- [TASK]:
All lines holding the word "address" should be located in the records and copied.

- [Dataset entries]:
• • • • • • •
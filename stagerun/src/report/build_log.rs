//! Per-run build log files.
//!
//! Layout under the workflow's `logs_dir`:
//!
//! ```text
//! logs_dir/
//!   build_20240307_090501/build.log
//!   build_latest -> build_20240307_090501
//! ```

use super::strip_ansi;
use crate::utils::human_timestamp;
use std::fs::{self, File};
use std::io::{self, Write};
use std::path::{Path, PathBuf};
use tracing::{debug, warn};

/// File name of the log inside each build directory.
pub const BUILD_LOG_FILE: &str = "build.log";

/// Name of the symlink pointing at the most recent build directory.
pub const LATEST_LINK: &str = "build_latest";

const RULE_WIDTH: usize = 60;

/// An open build log. Dropping an unfinished log finishes it as FAILED.
#[derive(Debug)]
pub struct BuildLog {
    logs_dir: PathBuf,
    build_dir: PathBuf,
    path: PathBuf,
    file: Option<File>,
}

impl BuildLog {
    /// Creates `logs_dir/build_<timestamp>/build.log` and writes the header.
    ///
    /// # Errors
    ///
    /// Returns an IO error if the directory or file cannot be created.
    pub fn start(logs_dir: impl Into<PathBuf>, timestamp: &str) -> io::Result<Self> {
        let logs_dir = logs_dir.into();
        let build_dir = logs_dir.join(format!("build_{timestamp}"));
        fs::create_dir_all(&build_dir)?;

        let path = build_dir.join(BUILD_LOG_FILE);
        let file = File::create(&path)?;
        let mut log = Self {
            logs_dir,
            build_dir,
            path,
            file: Some(file),
        };
        log.write(&format!("Build started at {}\n", human_timestamp()))?;
        log.write(&format!("{}\n\n", "=".repeat(RULE_WIDTH)))?;
        debug!(path = %log.path.display(), "build log started");
        Ok(log)
    }

    /// Path of the `build.log` file.
    #[must_use]
    pub fn path(&self) -> &Path {
        &self.path
    }

    /// The per-run build directory.
    #[must_use]
    pub fn build_dir(&self) -> &Path {
        &self.build_dir
    }

    /// Returns true once [`BuildLog::finish`] has run.
    #[must_use]
    pub fn is_finished(&self) -> bool {
        self.file.is_none()
    }

    /// Appends `text` with escape sequences removed. No-op once finished.
    ///
    /// # Errors
    ///
    /// Returns an IO error if the write or flush fails.
    pub fn write(&mut self, text: &str) -> io::Result<()> {
        if let Some(file) = self.file.as_mut() {
            file.write_all(strip_ansi(text).as_bytes())?;
            file.flush()?;
        }
        Ok(())
    }

    /// Writes the footer, closes the file and points `build_latest` here.
    ///
    /// Calling it again is a no-op that returns the same path.
    ///
    /// # Errors
    ///
    /// Returns an IO error if the footer or the symlink cannot be written.
    pub fn finish(&mut self, success: bool) -> io::Result<PathBuf> {
        if self.file.is_none() {
            return Ok(self.path.clone());
        }

        let status = if success { "SUCCESS" } else { "FAILED" };
        self.write(&format!("\n{}\n", "=".repeat(RULE_WIDTH)))?;
        self.write(&format!("Build {status} at {}\n", human_timestamp()))?;
        self.file = None;

        self.link_latest()?;
        debug!(path = %self.path.display(), status, "build log finished");
        Ok(self.path.clone())
    }

    fn link_latest(&self) -> io::Result<()> {
        let latest = self.logs_dir.join(LATEST_LINK);
        match fs::symlink_metadata(&latest) {
            Ok(meta) if meta.file_type().is_symlink() => remove_link(&latest)?,
            Ok(meta) if meta.is_dir() => fs::remove_dir_all(&latest)?,
            Ok(_) => fs::remove_file(&latest)?,
            Err(err) if err.kind() == io::ErrorKind::NotFound => {}
            Err(err) => return Err(err),
        }

        let target = self
            .build_dir
            .file_name()
            .map_or_else(|| self.build_dir.clone(), PathBuf::from);
        create_link(&target, &latest)
    }
}

impl Drop for BuildLog {
    fn drop(&mut self) {
        if !self.is_finished() {
            if let Err(err) = self.finish(false) {
                warn!(path = %self.path.display(), error = %err, "failed to finish build log");
            }
        }
    }
}

#[cfg(unix)]
fn create_link(target: &Path, link: &Path) -> io::Result<()> {
    std::os::unix::fs::symlink(target, link)
}

#[cfg(windows)]
fn create_link(target: &Path, link: &Path) -> io::Result<()> {
    std::os::windows::fs::symlink_dir(target, link)
}

#[cfg(unix)]
fn remove_link(link: &Path) -> io::Result<()> {
    fs::remove_file(link)
}

#[cfg(windows)]
fn remove_link(link: &Path) -> io::Result<()> {
    fs::remove_dir(link).or_else(|_| fs::remove_file(link))
}

#[cfg(test)]
mod tests {
    use super::*;

    fn read(path: &Path) -> String {
        fs::read_to_string(path).unwrap()
    }

    #[test]
    fn test_start_writes_header() {
        let dir = tempfile::tempdir().unwrap();
        let log = BuildLog::start(dir.path().join("logs"), "20240101_000000").unwrap();

        assert_eq!(
            log.path(),
            dir.path().join("logs/build_20240101_000000/build.log")
        );
        let content = read(log.path());
        assert!(content.starts_with("Build started at "));
        assert!(content.contains(&format!("{}\n\n", "=".repeat(60))));
    }

    #[test]
    fn test_write_strips_ansi() {
        let dir = tempfile::tempdir().unwrap();
        let mut log = BuildLog::start(dir.path(), "ts").unwrap();
        log.write("\x1b[1m\x1b[96m▸ build\x1b[0m\n").unwrap();
        assert!(read(log.path()).contains("▸ build\n"));
        assert!(!read(log.path()).contains('\x1b'));
    }

    #[cfg(unix)]
    #[test]
    fn test_finish_links_latest() {
        let dir = tempfile::tempdir().unwrap();
        let mut log = BuildLog::start(dir.path(), "first").unwrap();
        let path = log.finish(true).unwrap();

        let content = read(&path);
        assert!(content.contains("Build SUCCESS at "));
        let latest = dir.path().join(LATEST_LINK);
        assert_eq!(fs::read_link(&latest).unwrap(), PathBuf::from("build_first"));
        assert!(latest.join(BUILD_LOG_FILE).exists());

        // finishing twice is harmless and writes nothing more
        assert_eq!(log.finish(false).unwrap(), path);
        assert!(!read(&path).contains("FAILED"));
    }

    #[cfg(unix)]
    #[test]
    fn test_latest_link_is_replaced() {
        let dir = tempfile::tempdir().unwrap();
        BuildLog::start(dir.path(), "one").unwrap().finish(true).unwrap();
        BuildLog::start(dir.path(), "two").unwrap().finish(true).unwrap();

        let latest = dir.path().join(LATEST_LINK);
        assert_eq!(fs::read_link(latest).unwrap(), PathBuf::from("build_two"));
    }

    #[cfg(unix)]
    #[test]
    fn test_real_directory_replaced_by_link() {
        let dir = tempfile::tempdir().unwrap();
        fs::create_dir_all(dir.path().join(LATEST_LINK).join("stale")).unwrap();

        BuildLog::start(dir.path(), "new").unwrap().finish(true).unwrap();
        let meta = fs::symlink_metadata(dir.path().join(LATEST_LINK)).unwrap();
        assert!(meta.file_type().is_symlink());
    }

    #[test]
    fn test_drop_finishes_as_failed() {
        let dir = tempfile::tempdir().unwrap();
        let path = {
            let mut log = BuildLog::start(dir.path(), "dropped").unwrap();
            log.write("partial\n").unwrap();
            log.path().to_path_buf()
        };
        let content = read(&path);
        assert!(content.contains("partial\n"));
        assert!(content.contains("Build FAILED at "));
    }
}
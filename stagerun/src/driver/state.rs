//! Driver phases and per-run execution state.

use crate::core::RunStatus;
use crate::pipeline::ExecutionPlan;
use serde::{Deserialize, Serialize};
use std::fmt;

/// Where the driver is in its lifecycle.
///
/// `Idle → VariablesResolved → PlanBuilt → Executing → Succeeded | Failed`
#[derive(Debug, Clone, Copy, Default, PartialEq, Eq, Serialize, Deserialize)]
#[serde(rename_all = "snake_case")]
pub enum DriverPhase {
    /// Nothing has happened yet.
    #[default]
    Idle,
    /// The variable environment reached its fixed point.
    VariablesResolved,
    /// The merged execution plan is known.
    PlanBuilt,
    /// Stages are running.
    Executing,
    /// Every stage completed.
    Succeeded,
    /// A stage failed, or validation failed.
    Failed,
}

impl DriverPhase {
    /// Returns true for `Succeeded` and `Failed`.
    #[must_use]
    pub fn is_terminal(&self) -> bool {
        matches!(self, Self::Succeeded | Self::Failed)
    }
}

impl fmt::Display for DriverPhase {
    fn fmt(&self, f: &mut fmt::Formatter<'_>) -> fmt::Result {
        let name = match self {
            Self::Idle => "idle",
            Self::VariablesResolved => "variables_resolved",
            Self::PlanBuilt => "plan_built",
            Self::Executing => "executing",
            Self::Succeeded => "succeeded",
            Self::Failed => "failed",
        };
        f.write_str(name)
    }
}

/// Mutable state of one run, owned by the driver.
#[derive(Debug, Clone, Default, PartialEq, Eq, Serialize, Deserialize)]
pub struct ExecutionState {
    /// Stages still to be run after `clean` was pulled out.
    pub plan: ExecutionPlan,
    /// Stages that completed, in order (including `clean`).
    pub completed: Vec<String>,
    /// Overall status.
    pub status: RunStatus,
}

impl ExecutionState {
    /// Creates a running state for `plan`.
    #[must_use]
    pub fn new(plan: ExecutionPlan) -> Self {
        Self {
            plan,
            completed: Vec::new(),
            status: RunStatus::Running,
        }
    }

    /// Records a completed stage.
    pub fn mark_completed(&mut self, stage: impl Into<String>) {
        self.completed.push(stage.into());
    }

    /// Marks the run failed at `stage`.
    pub fn fail(&mut self, stage: impl Into<String>, exit_code: Option<i32>) {
        self.status = RunStatus::Failed {
            stage: stage.into(),
            exit_code,
        };
    }

    /// Marks the run successful.
    pub fn succeed(&mut self) {
        self.status = RunStatus::Success;
    }
}

#[cfg(test)]
mod tests {
    use super::*;

    #[test]
    fn test_phase_terminal() {
        assert!(DriverPhase::Succeeded.is_terminal());
        assert!(DriverPhase::Failed.is_terminal());
        assert!(!DriverPhase::Executing.is_terminal());
        assert_eq!(DriverPhase::PlanBuilt.to_string(), "plan_built");
    }

    #[test]
    fn test_execution_state_transitions() {
        let plan: ExecutionPlan = ["a", "b", "c"].into_iter().collect();
        let mut state = ExecutionState::new(plan);
        assert_eq!(state.status, RunStatus::Running);

        state.mark_completed("a");
        assert_eq!(state.completed, vec!["a"]);

        state.fail("b", Some(1));
        assert_eq!(
            state.status,
            RunStatus::Failed {
                stage: "b".to_string(),
                exit_code: Some(1)
            }
        );
    }
}
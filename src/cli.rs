use std::path::PathBuf;

use clap::{Args, Parser, Subcommand};

/// Termo - delivery-term form tool
#[derive(Parser, Debug)]
#[command(name = "termo")]
#[command(author, version, about, long_about = None)]
#[command(after_help = "Run 'termo' without arguments to fill the form interactively.")]
pub struct Cli {
    /// Output format for scripts
    #[arg(long, global = true)]
    pub json: bool,

    /// Path to a termo.toml config file
    #[arg(long, global = true)]
    pub config: Option<PathBuf>,

    #[command(subcommand)]
    pub command: Option<Commands>,
}

#[derive(Subcommand, Debug)]
pub enum Commands {
    /// Compute the delivery date from a start date and business-day count
    Deadline {
        /// Start date (YYYY-MM-DD or DD/MM/YYYY); defaults to today
        #[arg(short, long)]
        start: Option<String>,

        /// Business days to advance; defaults to the configured deadline
        #[arg(short, long)]
        days: Option<i64>,
    },

    /// Validate the form and render the printable delivery term
    Generate {
        #[command(flatten)]
        fields: TermFields,

        /// Ignore the persisted last term
        #[arg(long)]
        fresh: bool,

        /// Directory for the rendered document
        #[arg(short, long, default_value = ".")]
        out: PathBuf,
    },

    /// Check the form fields without rendering
    Validate {
        #[command(flatten)]
        fields: TermFields,

        /// Ignore the persisted last term
        #[arg(long)]
        fresh: bool,
    },
}

/// Form fields; anything omitted falls back to the persisted last term.
#[derive(Args, Debug, Default)]
pub struct TermFields {
    /// Store key (carrao, perdizes, or one from termo.toml)
    #[arg(long)]
    pub store: Option<String>,

    /// Customer full name
    #[arg(long)]
    pub name: Option<String>,

    /// Contract number
    #[arg(long)]
    pub contract: Option<String>,

    /// RG (identity card number)
    #[arg(long)]
    pub rg: Option<String>,

    /// CPF (taxpayer id)
    #[arg(long)]
    pub cpf: Option<String>,

    /// Signature date (YYYY-MM-DD or DD/MM/YYYY); defaults to today
    #[arg(long)]
    pub signature: Option<String>,

    /// Deadline in business days (the form's "prazo")
    #[arg(long)]
    pub days: Option<i64>,

    /// Hydraulic plan delivered (true/false)
    #[arg(long)]
    pub hydraulic: Option<bool>,

    /// Electric plan delivered (true/false)
    #[arg(long)]
    pub electric: Option<bool>,
}
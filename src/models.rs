//! Core data models for Termo
//!
//! Defines the data collected by the form:
//! - `Store`: the issuing store (name, CNPJ, address)
//! - `DeliveryTerm`: one filled-in delivery term, as persisted and rendered

use std::collections::BTreeMap;

use chrono::NaiveDate;
use serde::{Deserialize, Serialize};

use crate::deadline::{compute_deadline, DeadlineRequest, HolidaySet};
use crate::error::TermoResult;

/// Contractual default for the delivery deadline, in business days
pub const DEFAULT_DEADLINE: i64 = 45;

/// Smallest deadline the contract allows
pub const MIN_DEADLINE: i64 = 30;

/// A store that can issue delivery terms
#[derive(Debug, Clone, PartialEq, Eq, Serialize, Deserialize)]
pub struct Store {
    pub name: String,
    pub cnpj: String,
    pub address: String,
}

/// The two company stores, keyed the way the form refers to them.
///
/// `termo.toml` may add or override entries; see `config`.
pub fn builtin_stores() -> BTreeMap<String, Store> {
    let mut stores = BTreeMap::new();
    stores.insert(
        "carrao".to_string(),
        Store {
            name: "CARRÃO".to_string(),
            cnpj: "32.263.298/0001-19".to_string(),
            address: "Avenida Conselheiro Carrão, 1736 - Vila Carrão - São Paulo - SP".to_string(),
        },
    );
    stores.insert(
        "perdizes".to_string(),
        Store {
            name: "PERDIZES".to_string(),
            cnpj: "32.263.298/0001-19".to_string(),
            address: "Av. Francisco Matarazzo, 969 - Água Branca - São Paulo - SP".to_string(),
        },
    );
    stores
}

/// One filled-in delivery term.
///
/// Persisted between runs as a single JSON blob so the next form starts
/// pre-filled. `delivery` is always derived from `signature` and
/// `deadline_days`; `recompute_delivery` keeps it consistent.
#[derive(Debug, Clone, PartialEq, Serialize, Deserialize)]
pub struct DeliveryTerm {
    /// Store key (see `builtin_stores` and the config store table)
    pub store: String,

    /// Customer full name
    pub name: String,

    /// Contract number
    pub contract: String,

    /// RG (identity card number)
    pub rg: String,

    /// CPF (taxpayer id)
    pub cpf: String,

    /// Date the term was signed
    pub signature: NaiveDate,

    /// Deadline in business days (the form's "prazo")
    pub deadline_days: i64,

    /// Computed delivery date
    pub delivery: NaiveDate,

    /// Hydraulic plan handed over at signature time
    #[serde(default)]
    pub hydraulic_plan: bool,

    /// Electric plan handed over at signature time
    #[serde(default)]
    pub electric_plan: bool,
}

impl DeliveryTerm {
    /// Recompute `delivery` from `signature` and `deadline_days`.
    pub fn recompute_delivery(&mut self, holidays: &HolidaySet) -> TermoResult<()> {
        self.delivery = compute_deadline(
            DeadlineRequest {
                start: self.signature,
                business_days: self.deadline_days,
            },
            holidays,
        )?;
        Ok(())
    }
}
//! Field resolution shared by `generate` and `validate`
//!
//! CLI flags win; anything omitted falls back to the persisted last term,
//! then to defaults (today's date, the configured deadline, the first store).
//! The delivery date is always recomputed, never taken from the fallback.

use anyhow::Result;
use chrono::Local;

use termo::deadline::parse_date;
use termo::models::DeliveryTerm;
use termo::Config;

use crate::cli::TermFields;

pub fn resolve_term(
    fields: &TermFields,
    last: Option<&DeliveryTerm>,
    config: &Config,
) -> Result<DeliveryTerm> {
    let store = fields
        .store
        .clone()
        .or_else(|| last.map(|t| t.store.clone()))
        .unwrap_or_else(|| "carrao".to_string());
    // Reject unknown store keys before doing any work.
    config.store(&store)?;

    let signature = match &fields.signature {
        Some(raw) => parse_date("signature", raw)?,
        None => last
            .map(|t| t.signature)
            .unwrap_or_else(|| Local::now().date_naive()),
    };

    let deadline_days = fields
        .days
        .or_else(|| last.map(|t| t.deadline_days))
        .unwrap_or(config.default_days);

    let mut term = DeliveryTerm {
        store,
        name: pick(&fields.name, last.map(|t| t.name.as_str())),
        contract: pick(&fields.contract, last.map(|t| t.contract.as_str())),
        rg: pick(&fields.rg, last.map(|t| t.rg.as_str())),
        cpf: pick(&fields.cpf, last.map(|t| t.cpf.as_str())),
        signature,
        deadline_days,
        delivery: signature,
        hydraulic_plan: fields
            .hydraulic
            .or_else(|| last.map(|t| t.hydraulic_plan))
            .unwrap_or(false),
        electric_plan: fields
            .electric
            .or_else(|| last.map(|t| t.electric_plan))
            .unwrap_or(false),
    };
    term.recompute_delivery(&config.holidays)?;
    Ok(term)
}

fn pick(flag: &Option<String>, last: Option<&str>) -> String {
    flag.clone()
        .or_else(|| last.map(str::to_string))
        .unwrap_or_default()
}
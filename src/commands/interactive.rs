//! Interactive form - default mode when no subcommand is given
//!
//! Walks the operator through the same fields as the paper form, pre-filled
//! from the persisted last term. The delivery date is recomputed and shown
//! whenever the signature date or the deadline changes.

use std::path::Path;

use anyhow::Result;
use chrono::{Local, NaiveDate};
use dialoguer::{Confirm, Input, Select};
use is_terminal::IsTerminal;

use termo::deadline::{compute_deadline, format_document, parse_date, DeadlineRequest};
use termo::models::DeliveryTerm;
use termo::render::write_document;
use termo::state::LastTerm;
use termo::validate::validate_term;
use termo::Config;

use crate::ui;

pub fn cmd_interactive(config: &Config, state_dir: &Path, json: bool) -> Result<()> {
    if json {
        println!(
            "{}",
            serde_json::json!({
                "event": "interactive",
                "hint": "interactive mode has no JSON form; use `termo generate`",
            })
        );
        return Ok(());
    }

    if !std::io::stdin().is_terminal() {
        println!("No command provided.");
        println!("Try: `termo generate --help` or `termo --help`");
        return Ok(());
    }

    println!("Termo v{}", env!("CARGO_PKG_VERSION"));
    println!("Termo de Entrega de Projeto Executivo\n");

    let mut last = LastTerm::load(state_dir);
    let previous = last.term.clone();

    let store = prompt_store(config, previous.as_ref())?;
    let name = prompt_text("Nome completo", previous.as_ref().map(|t| t.name.clone()))?;
    let contract = prompt_text(
        "Nº do contrato",
        previous.as_ref().map(|t| t.contract.clone()),
    )?;
    let rg = prompt_text("RG", previous.as_ref().map(|t| t.rg.clone()))?;
    let cpf = prompt_text("CPF", previous.as_ref().map(|t| t.cpf.clone()))?;

    let mut signature = previous
        .as_ref()
        .map(|t| t.signature)
        .unwrap_or_else(|| Local::now().date_naive());
    signature = prompt_date("Data de assinatura", signature)?;

    let mut days = previous
        .as_ref()
        .map(|t| t.deadline_days)
        .unwrap_or(config.default_days);
    days = prompt_days("Prazo (dias úteis)", days)?;

    // Show the computed delivery date; let the operator adjust the inputs
    // that affect it until it looks right.
    loop {
        let delivery = compute_deadline(
            DeadlineRequest {
                start: signature,
                business_days: days,
            },
            &config.holidays,
        )?;
        println!();
        ui::print_field("Entrega", &format_document(delivery));

        let items = vec![
            "Continuar",
            "Ajustar data de assinatura",
            "Ajustar prazo",
            "Cancelar",
        ];
        let selection = Select::new()
            .with_prompt("Próximo passo")
            .items(&items)
            .default(0)
            .interact()?;
        match selection {
            0 => break,
            1 => signature = prompt_date("Data de assinatura", signature)?,
            2 => days = prompt_days("Prazo (dias úteis)", days)?,
            _ => return Ok(()),
        }
    }

    let hydraulic_plan = Confirm::new()
        .with_prompt("Planta hidráulica entregue?")
        .default(previous.as_ref().map(|t| t.hydraulic_plan).unwrap_or(false))
        .interact()?;
    let electric_plan = Confirm::new()
        .with_prompt("Planta elétrica entregue?")
        .default(previous.as_ref().map(|t| t.electric_plan).unwrap_or(false))
        .interact()?;

    let mut term = DeliveryTerm {
        store,
        name,
        contract,
        rg,
        cpf,
        signature,
        deadline_days: days,
        delivery: signature,
        hydraulic_plan,
        electric_plan,
    };
    term.recompute_delivery(&config.holidays)?;

    let report = validate_term(&term, config.min_days);
    if !report.is_valid() {
        println!();
        for error in &report.errors {
            ui::print_error(error);
        }
        anyhow::bail!("term has {} validation error(s)", report.errors.len());
    }

    let store_info = config.store(&term.store)?;
    let path = write_document(Path::new("."), &term, store_info)?;
    last.remember(term, state_dir);

    println!();
    ui::print_success(&format!("Termo gerado: {}", path.display()));
    Ok(())
}

fn prompt_store(config: &Config, previous: Option<&DeliveryTerm>) -> Result<String> {
    let keys: Vec<&String> = config.stores.keys().collect();
    let labels: Vec<&str> = config.stores.values().map(|s| s.name.as_str()).collect();
    let default = previous
        .and_then(|t| keys.iter().position(|k| **k == t.store))
        .unwrap_or(0);
    let selection = Select::new()
        .with_prompt("Loja")
        .items(&labels)
        .default(default)
        .interact()?;
    Ok(keys[selection].clone())
}

fn prompt_text(prompt: &str, previous: Option<String>) -> Result<String> {
    let mut input = Input::<String>::new().with_prompt(prompt).allow_empty(true);
    if let Some(value) = previous {
        if !value.is_empty() {
            input = input.default(value);
        }
    }
    Ok(input.interact_text()?)
}

fn prompt_date(prompt: &str, default: NaiveDate) -> Result<NaiveDate> {
    let raw: String = Input::new()
        .with_prompt(prompt)
        .default(format_document(default))
        .validate_with(|value: &String| {
            parse_date("date", value).map(|_| ()).map_err(|e| e.to_string())
        })
        .interact_text()?;
    Ok(parse_date("date", &raw)?)
}

fn prompt_days(prompt: &str, default: i64) -> Result<i64> {
    let days: i64 = Input::new()
        .with_prompt(prompt)
        .default(default)
        .validate_with(|value: &i64| {
            if *value < 0 {
                Err("o prazo não pode ser negativo")
            } else {
                Ok(())
            }
        })
        .interact_text()?;
    Ok(days)
}
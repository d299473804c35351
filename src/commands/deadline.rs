//! Deadline command - compute a delivery date without touching the form

use anyhow::Result;
use chrono::Local;

use termo::deadline::{compute_deadline, format_document, format_iso, parse_date, DeadlineRequest};
use termo::Config;

use crate::ui;

pub fn cmd_deadline(
    start: Option<&str>,
    days: Option<i64>,
    config: &Config,
    json: bool,
) -> Result<()> {
    let start = match start {
        Some(raw) => parse_date("start", raw)?,
        None => Local::now().date_naive(),
    };
    let days = days.unwrap_or(config.default_days);

    let delivery = compute_deadline(
        DeadlineRequest {
            start,
            business_days: days,
        },
        &config.holidays,
    )?;

    if json {
        println!(
            "{}",
            serde_json::json!({
                "event": "deadline",
                "start": format_iso(start),
                "business_days": days,
                "delivery": format_iso(delivery),
            })
        );
    } else {
        ui::print_field("Assinatura", &format_document(start));
        ui::print_field("Prazo", &format!("{} dias úteis", days));
        ui::print_field("Entrega", &format_document(delivery));
    }
    Ok(())
}
use std::process::Command;

use tempfile::tempdir;

fn bin() -> &'static str {
    env!("CARGO_BIN_EXE_termo")
}

#[test]
fn test_validate_empty_form_lists_all_errors() {
    let dir = tempdir().unwrap();
    let state = dir.path().join("state");

    let output = Command::new(bin())
        .args(["validate", "--fresh", "--json"])
        .env("TERMO_STATE_DIR", &state)
        .current_dir(dir.path())
        .output()
        .unwrap();
    assert!(!output.status.success());

    let value: serde_json::Value =
        serde_json::from_str(String::from_utf8_lossy(&output.stdout).trim()).unwrap();
    assert_eq!(value["status"], "invalid");
    // Name, RG, CPF and contract are missing; the deadline default (45) is
    // above the minimum so it is not reported.
    assert_eq!(value["errors"].as_array().unwrap().len(), 4);
}

#[test]
fn test_validate_short_deadline_reported() {
    let dir = tempdir().unwrap();
    let state = dir.path().join("state");

    let output = Command::new(bin())
        .args(["validate", "--fresh", "--days", "20"])
        .env("TERMO_STATE_DIR", &state)
        .current_dir(dir.path())
        .output()
        .unwrap();
    assert!(!output.status.success());

    let stderr = String::from_utf8_lossy(&output.stderr);
    assert!(
        stderr.contains("Prazo informado (20) menor do que o mínimo permitido (30)"),
        "unexpected stderr:\n{}",
        stderr
    );
}

#[test]
fn test_validate_complete_form_passes() {
    let dir = tempdir().unwrap();
    let state = dir.path().join("state");

    let output = Command::new(bin())
        .args([
            "validate",
            "--fresh",
            "--name",
            "Maria da Silva",
            "--contract",
            "C-123",
            "--rg",
            "1.234.567-8",
            "--cpf",
            "123.456.789-00",
        ])
        .env("TERMO_STATE_DIR", &state)
        .current_dir(dir.path())
        .output()
        .unwrap();
    assert!(
        output.status.success(),
        "stderr:\n{}",
        String::from_utf8_lossy(&output.stderr)
    );

    let stdout = String::from_utf8_lossy(&output.stdout);
    assert!(stdout.contains("Formulário completo."));
}

#[test]
fn test_validate_respects_config_minimum() {
    let dir = tempdir().unwrap();
    let state = dir.path().join("state");
    std::fs::write(dir.path().join("termo.toml"), "[deadline]\nmin_days = 50\n").unwrap();

    let output = Command::new(bin())
        .args([
            "validate",
            "--fresh",
            "--name",
            "Maria da Silva",
            "--contract",
            "C-123",
            "--rg",
            "1.234.567-8",
            "--cpf",
            "123.456.789-00",
            "--days",
            "45",
            "--json",
        ])
        .env("TERMO_STATE_DIR", &state)
        .current_dir(dir.path())
        .output()
        .unwrap();
    assert!(!output.status.success());

    let value: serde_json::Value =
        serde_json::from_str(String::from_utf8_lossy(&output.stdout).trim()).unwrap();
    assert_eq!(value["errors"].as_array().unwrap().len(), 1);
}

#[test]
fn test_no_command_without_tty_prints_hint() {
    let dir = tempdir().unwrap();
    let output = Command::new(bin())
        .current_dir(dir.path())
        .output()
        .unwrap();
    assert!(output.status.success());

    let stdout = String::from_utf8_lossy(&output.stdout);
    assert!(stdout.contains("No command provided."));
    assert!(stdout.contains("termo --help"));
}

#[test]
fn test_no_command_json_emits_hint_event() {
    let dir = tempdir().unwrap();
    let output = Command::new(bin())
        .arg("--json")
        .current_dir(dir.path())
        .output()
        .unwrap();
    assert!(output.status.success());

    let value: serde_json::Value =
        serde_json::from_str(String::from_utf8_lossy(&output.stdout).trim()).unwrap();
    assert_eq!(value["event"], "interactive");
}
• • • • • • •
- [WRITTEN SOLUTION]:
//! - `Store`: the issuing store (name, CNPJ, address)
    pub address: String,
            address: "Avenida Conselheiro Carrão, 1736 - Vila Carrão - São Paulo - SP".to_string(),
            address: "Av. Francisco Matarazzo, 969 - Água Branca - São Paulo - SP".to_string(),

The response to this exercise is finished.